Dr. Hammond showed up again at nine-thirty sharp. He had
someone else with him, a wiry kid of eighteen or so—Hammond introduced him as
his apprentice Larry Soames. “So how are we feeling?” he asked, as he settled
on the same chair he’d used the morning before.
“A lot better,” I admitted. I fielded his questions and then
got my temperature, pulse, and so on taken again, while the kid watched and
listened and took notes in a little black notebook.
“Excellent,” Hammond said finally. “You ought to take the
rest of today off, too, but if you do that you should be back on your feet
again tomorrow.”
“Fair enough,” I said, “and thank you. Now how much do I owe
you?”
“You don’t,” he said, with a broad smile. “I gather nobody’s
told you how we do health care here.” When I shook my head: “It’s pretty simple, really. Doctors like
me—general practitioners—contract with businesses, churches, or citizen’s
groups to provide basic health care.
That used to be common all over the old United States a century and a
half ago. My contract’s with the hotel;
I get a flat monthly salary from them, and in return I provide all the primary
health care for the employees and the guests.”
“What if somebody gets something a general practitioner
can’t treat?”
“Well, of course, then I refer them to a specialist, and
people have health insurance to cover that—but that’s not really that common,
all things considered.”
That surprised me.
Back home, if you want to risk going to a doctor, you pretty much have
to go to a specialist in whatever’s the matter, and if more than one part of
your body is involved you’d better hope the specialists you get are willing to
talk to each other or you’re going to land in a world of hurt.
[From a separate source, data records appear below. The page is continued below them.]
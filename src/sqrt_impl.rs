//! Integer square root with remainder.

use super::add_impl::{add_mp_mp, sub_mp_mp};
use super::div_impl::quo_mp_mp;
use super::error::MpIntError;
use super::mpint::MpInt;
use super::mul_impl::mul_mp_mp;
use super::shift_impl::{lshift_mp, rshift_mp};
use core::mem;

/// Compute `root = floor(sqrt(u))` and `rem = u - root^2`.
///
/// Fails with [`MpIntError::NegativeSqrt`] for negative `u`.
pub fn sqrtrem_mp(root: &mut MpInt, rem: &mut MpInt, u: &MpInt) -> Result<(), MpIntError> {
    if u.is_negative() {
        return Err(MpIntError::NegativeSqrt);
    }
    if u.is_zero() {
        root.set_zero();
        rem.set_zero();
        return Ok(());
    }

    // Newton's iteration x' = (x + u / x) / 2 decreases monotonically toward floor(sqrt(u)) when
    // started from any x >= sqrt(u). 2^ceil(bits / 2) is such a value.
    let mut x = MpInt::new();
    let one = MpInt::from(1u64);
    lshift_mp(&mut x, &one, (u.bit_length() + 1) / 2)?;
    let (mut y, mut scratch) = (MpInt::new(), MpInt::new());
    loop {
        quo_mp_mp(&mut scratch, u, &x)?;
        add_mp_mp(&mut y, &x, &scratch)?;
        rshift_mp(&mut scratch, &y, 1)?;
        if scratch >= x {
            break;
        }
        mem::swap(&mut x, &mut scratch);
    }

    mul_mp_mp(&mut y, &x, &x)?;
    sub_mp_mp(rem, u, &y)?;
    mem::swap(root, &mut x);
    Ok(())
}

impl MpInt {
    /// Returns `(root, rem)` with `root^2 + rem == self` and `0 <= rem <= 2 * root`.
    pub fn checked_sqrtrem(&self) -> Result<(MpInt, MpInt), MpIntError> {
        let (mut root, mut rem) = (MpInt::new(), MpInt::new());
        sqrtrem_mp(&mut root, &mut rem, self)?;
        Ok((root, rem))
    }
}

#[test]
fn test_sqrtrem_mp() {
    let (root, rem) = MpInt::from(1000000i64).checked_sqrtrem().unwrap();
    assert_eq!(root, MpInt::from(1000i64));
    assert!(rem.is_zero());

    for u in [0u64, 1, 2, 3, 4, 15, 16, 17, 99, 1 << 32, (1 << 32) - 1, u64::MAX] {
        let (root, rem) = MpInt::from(u).checked_sqrtrem().unwrap();
        let expected_root = (u as f64).sqrt() as u128;
        // Correct the floating point estimate.
        let mut r = expected_root;
        while r * r > u as u128 {
            r -= 1;
        }
        while (r + 1) * (r + 1) <= u as u128 {
            r += 1;
        }
        assert_eq!(root, MpInt::from(r as u64), "sqrt({})", u);
        assert_eq!(rem, MpInt::from((u as u128 - r * r) as u64));
    }

    assert_eq!(
        MpInt::from(-4i64).checked_sqrtrem().unwrap_err(),
        MpIntError::NegativeSqrt
    );
}

#[test]
fn test_sqrtrem_mp_multi_limb() {
    let u = tst_mk_mpint!("0x123456789abcdef0123456789abcdef0123456789abcdef");
    let (root, rem) = u.checked_sqrtrem().unwrap();
    let sq = root.checked_mul(&root).unwrap();
    assert_eq!(sq.checked_add(&rem).unwrap(), u);
    assert!(!rem.is_negative());
    assert!(rem <= root.checked_shl(1).unwrap());

    let sq = u.checked_mul(&u).unwrap();
    let (root, rem) = sq.checked_sqrtrem().unwrap();
    assert_eq!(root, u);
    assert!(rem.is_zero());
}
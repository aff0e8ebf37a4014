//! Greatest common divisor and Bézout coefficients.

use super::add_impl::{ct_sub_mp_mp, sub_mp_mp};
use super::cmp_impl::cmp_mag_mp_mp;
use super::div_impl::{quo_mp_mp, tdivmod_mp_mp};
use super::error::MpIntError;
use super::limb::{LimbType, LIMB_BITS};
use super::limbs_buffer::{find_first_set_bit_mp, LimbsBuffer};
use super::mpint::{abs_mp, MpInt};
use super::mul_impl::mul_mp_mp;
use super::shift_impl::{lshift_mp, rshift_bits_mp};
use core::cmp::Ordering;
use core::mem;

/// Shift a magnitude right in place, dropping high zero limbs afterwards.
fn rshift_mag(op0: &mut LimbsBuffer, distance: u64) {
    let limb_shift = (distance / LIMB_BITS as u64) as usize;
    let bit_shift = (distance % LIMB_BITS as u64) as u32;
    let nlimbs = op0.nlimbs();
    debug_assert!(limb_shift < nlimbs);
    let limbs = op0.as_mut_slice();
    limbs.copy_within(limb_shift.., 0);
    limbs[nlimbs - limb_shift..].fill(0);
    rshift_bits_mp(&mut limbs[..nlimbs - limb_shift], bit_shift);
    op0.normalize();
}

/// Binary gcd of two non-zero magnitudes.
///
/// After stripping the common power of two, both values are kept odd and the smaller one gets
/// repeatedly subtracted from the larger one. Returns the odd part of the gcd in `a` together
/// with the common power of two.
fn gcd_mag(a: &mut LimbsBuffer, b: &mut LimbsBuffer) -> u64 {
    let a_tz = find_first_set_bit_mp(a.as_slice());
    let b_tz = find_first_set_bit_mp(b.as_slice());
    rshift_mag(a, a_tz);
    rshift_mag(b, b_tz);

    loop {
        match cmp_mag_mp_mp(a.as_slice(), b.as_slice()) {
            Ordering::Equal => break,
            Ordering::Greater => mem::swap(a, b),
            Ordering::Less => (),
        }
        // b > a, both odd: b - a is even and non-zero.
        let borrow = ct_sub_mp_mp(b.as_mut_slice(), a.as_slice());
        debug_assert_eq!(borrow, 0);
        let tz = find_first_set_bit_mp(b.as_slice());
        rshift_mag(b, tz);
    }
    a_tz.min(b_tz)
}

/// Compute `g = gcd(u, v)`.
///
/// The result is never negative, `gcd(0, 0)` is zero.
pub fn gcd_mp_mp(g: &mut MpInt, u: &MpInt, v: &MpInt) -> Result<(), MpIntError> {
    if u.is_zero() {
        return abs_mp(g, v);
    } else if v.is_zero() {
        return abs_mp(g, u);
    }

    let mut a = LimbsBuffer::try_from_limbs(u.limbs())?;
    let mut b = LimbsBuffer::try_from_limbs(v.limbs())?;
    let common_tz = gcd_mag(&mut a, &mut b);
    let odd_gcd = MpInt::from_limbs_buffer(false, a);
    lshift_mp(g, &odd_gcd, common_tz)
}

/// Compute `g = gcd(u, v)` along with Bézout coefficients `s`, `t` such that
/// `u * s + v * t == g`.
///
/// For `v == 0`, `s` is the sign of `u` and `t` is zero.
pub fn gcdext_mp_mp(
    g: &mut MpInt,
    s: &mut MpInt,
    t: &mut MpInt,
    u: &MpInt,
    v: &MpInt,
) -> Result<(), MpIntError> {
    if v.is_zero() {
        abs_mp(g, u)?;
        s.try_set_l(u.is_negative(), (!u.is_zero()) as LimbType)?;
        t.set_zero();
        return Ok(());
    }

    // Extended Euclid on the magnitudes, tracking only the coefficient of |u|.
    let mut r0 = MpInt::new();
    let mut r1 = MpInt::new();
    abs_mp(&mut r0, u)?;
    abs_mp(&mut r1, v)?;
    let mut x0 = MpInt::new();
    x0.try_set_l(false, 1)?;
    let mut x1 = MpInt::new();
    let (mut q, mut r) = (MpInt::new(), MpInt::new());
    let mut scratch = MpInt::new();
    while !r1.is_zero() {
        tdivmod_mp_mp(&mut q, &mut r, &r0, &r1)?;
        mem::swap(&mut r0, &mut r1);
        mem::swap(&mut r1, &mut r);

        // (x0, x1) = (x1, x0 - q * x1)
        mul_mp_mp(&mut scratch, &q, &x1)?;
        sub_mp_mp(&mut r, &x0, &scratch)?;
        mem::swap(&mut x0, &mut x1);
        mem::swap(&mut x1, &mut r);
    }

    if u.is_negative() {
        x0.negate();
    }

    // t = (g - u * s) / v, the division is exact.
    mul_mp_mp(&mut scratch, u, &x0)?;
    sub_mp_mp(&mut r, &r0, &scratch)?;
    quo_mp_mp(t, &r, v)?;
    debug_assert!({
        let mut check = MpInt::new();
        mul_mp_mp(&mut check, t, v).is_ok() && check == r
    });

    mem::swap(g, &mut r0);
    mem::swap(s, &mut x0);
    Ok(())
}

impl MpInt {
    pub fn checked_gcd(&self, v: &MpInt) -> Result<MpInt, MpIntError> {
        let mut g = MpInt::new();
        gcd_mp_mp(&mut g, self, v)?;
        Ok(g)
    }

    /// Returns `(g, s, t)` with `self * s + v * t == g == gcd(self, v)`.
    pub fn checked_gcdext(&self, v: &MpInt) -> Result<(MpInt, MpInt, MpInt), MpIntError> {
        let (mut g, mut s, mut t) = (MpInt::new(), MpInt::new(), MpInt::new());
        gcdext_mp_mp(&mut g, &mut s, &mut t, self, v)?;
        Ok((g, s, t))
    }
}

#[cfg(test)]
fn gcd_i128(mut a: i128, mut b: i128) -> i128 {
    while b != 0 {
        (a, b) = (b, a % b);
    }
    a.abs()
}

#[test]
fn test_gcd_mp_mp() {
    let vals = [0i64, 1, -1, 2, -6, 12, 35, -49, 1 << 40, 3 << 41, -(5 << 30), i64::MIN];
    for u in vals {
        for v in vals {
            let g = MpInt::from(u).checked_gcd(&MpInt::from(v)).unwrap();
            assert_eq!(g, MpInt::from(gcd_i128(u as i128, v as i128)), "gcd({}, {})", u, v);
        }
    }

    let u = tst_mk_mpint!("0x3_00000000_00000000_00000000");
    let v = tst_mk_mpint!("-0x9_00000000_00000000");
    assert_eq!(u.checked_gcd(&v).unwrap(), tst_mk_mpint!("0x3_00000000_00000000"));
}

#[test]
fn test_gcdext_mp_mp() {
    let (g, s, t) = MpInt::from(240i64).checked_gcdext(&MpInt::from(46i64)).unwrap();
    assert_eq!(g, MpInt::from(2i64));
    assert_eq!(s, MpInt::from(-9i64));
    assert_eq!(t, MpInt::from(47i64));

    let (g, s, t) = MpInt::from(-5i64).checked_gcdext(&MpInt::new()).unwrap();
    assert_eq!(g, MpInt::from(5i64));
    assert_eq!(s, MpInt::from(-1i64));
    assert!(t.is_zero());

    let (g, s, t) = MpInt::new().checked_gcdext(&MpInt::new()).unwrap();
    assert!(g.is_zero() && s.is_zero() && t.is_zero());

    let (g, s, t) = MpInt::new().checked_gcdext(&MpInt::from(-7i64)).unwrap();
    assert_eq!(g, MpInt::from(7i64));
    assert!(s.is_zero());
    assert_eq!(t, MpInt::from(-1i64));

    let vals = [1i64, -1, 6, -6, 35, -49, 97, 1 << 40, -(3 << 41), i64::MAX, i64::MIN];
    for u in vals {
        for v in vals {
            let (mu, mv) = (MpInt::from(u), MpInt::from(v));
            let (g, s, t) = mu.checked_gcdext(&mv).unwrap();
            assert_eq!(g, MpInt::from(gcd_i128(u as i128, v as i128)));
            let us = mu.checked_mul(&s).unwrap();
            let vt = mv.checked_mul(&t).unwrap();
            assert_eq!(us.checked_add(&vt).unwrap(), g, "gcdext({}, {})", u, v);
        }
    }
}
“You don’t have a lot of general practitioners back home, I
imagine,” he said then.
“I don’t think I’ve ever met one,” I admitted.
“Well, there you are. Here, probably ninety per cent of the
physicians are GPs, and if you want to get into med school and become a
specialist you pretty much have to go through an apprenticeship and then work
as a GP for at least a few years first.
That way you remember that your job’s to treat patients, and not just a
heart or an endocrine system or what have you.”
“Hold it,” I said. “You don’t go to med school to become a
GP?”
“Not usually, no.” With another broad smile: “Back in the
old Union, the universities got really good at inserting themselves into just
about every job category you can think of as a job requirement. It was a big
moneymaker for the academic industry but it didn’t work very well for anybody
else—you’d go to college and learn a bunch of things dreamed up by people who
didn’t actually work in the field, and then you’d graduate and have to unlearn
most of it once you were on the job. We ditched all that after Partition;
outside of a very few fields, most of them scholarly, it’s pretty much all
apprenticeship.”
He nodded at Larry. “Six years from now, when he’s done with
his apprenticeship, he’ll have years of hands-on experience to go with what
he’s learning from the books, and once he passes his board exams he’ll be ready
to start treating patients on his own right away. That’s the way it used to be
done, you know—by apprenticeship, followed by state board exams. Doctors,
lawyers, teachers, architects, all the skilled professions used to be that way,
and it worked better, so we went back to it.”
He got up. “But that’s neither here nor there. Take it easy
for the rest of the day, and if you feel worse—or if you get any of the
symptoms I mentioned—give me a call right away. Okay? Excellent. Well, Mr.
Carr, have a great day.”
They left, and I lay back down and eventually dozed off again.